- Task -
Report every line below that holds the word "serde".

- Data for this task -

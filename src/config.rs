// Copyright (c) 2025 - Cowboy AI, Inc.
//! Configuration
//!
//! - [`ClusterDefaults`] - values a new [`Cluster`](crate::Cluster) starts with
//! - [`ComposeConfig`] - where provisioning files are written, loadable from
//!   the environment

use serde::{Deserialize, Serialize};
use std::path::{Path, PathBuf};

/// Environment variable overriding [`ComposeConfig::playbook_path`]
pub const PLAYBOOK_PATH_ENV: &str = "CLUSTER_COMPOSE_PLAYBOOK_PATH";

/// Default base box for node groups
pub const DEFAULT_BOX: &str = "ubuntu/trusty64";

/// Default network domain
pub const DEFAULT_DOMAIN: &str = "vagrant";

/// Directory under the current directory holding the playbook
pub const DEFAULT_PLAYBOOK_DIR: &str = "provisioning";

/// Initial settings of a cluster
#[derive(Debug, Clone, PartialEq, Eq, Serialize, Deserialize)]
pub struct ClusterDefaults {
    /// Base box used by node groups unless overridden
    #[serde(rename = "box", default = "default_box")]
    pub base_box: String,

    /// Network domain used for node fqdns; empty means bare hostnames
    #[serde(default = "default_domain")]
    pub domain: String,
}

fn default_box() -> String {
    DEFAULT_BOX.to_string()
}

fn default_domain() -> String {
    DEFAULT_DOMAIN.to_string()
}

impl Default for ClusterDefaults {
    fn default() -> Self {
        Self {
            base_box: default_box(),
            domain: default_domain(),
        }
    }
}

/// Settings for persisting variable files
#[derive(Debug, Clone, PartialEq, Eq, Serialize, Deserialize)]
pub struct ComposeConfig {
    /// Root of the ansible playbook; `group_vars/` and `host_vars/` live here
    pub playbook_path: PathBuf,
}

impl ComposeConfig {
    pub fn new(playbook_path: impl Into<PathBuf>) -> Self {
        Self {
            playbook_path: playbook_path.into(),
        }
    }

    /// Load from the environment, falling back to `<cwd>/provisioning`
    pub fn from_env() -> std::io::Result<Self> {
        match std::env::var_os(PLAYBOOK_PATH_ENV) {
            Some(path) if !path.is_empty() => Ok(Self::new(path)),
            _ => Ok(Self::new(std::env::current_dir()?.join(DEFAULT_PLAYBOOK_DIR))),
        }
    }

    pub fn group_vars_path(&self) -> PathBuf {
        self.playbook_path.join("group_vars")
    }

    pub fn host_vars_path(&self) -> PathBuf {
        self.playbook_path.join("host_vars")
    }

    pub fn playbook_path(&self) -> &Path {
        &self.playbook_path
    }
}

- Result of this exercise -
use serde::{Deserialize, Serialize};
    #[serde(rename = "box", default = "default_box")]
    #[serde(default = "default_domain")]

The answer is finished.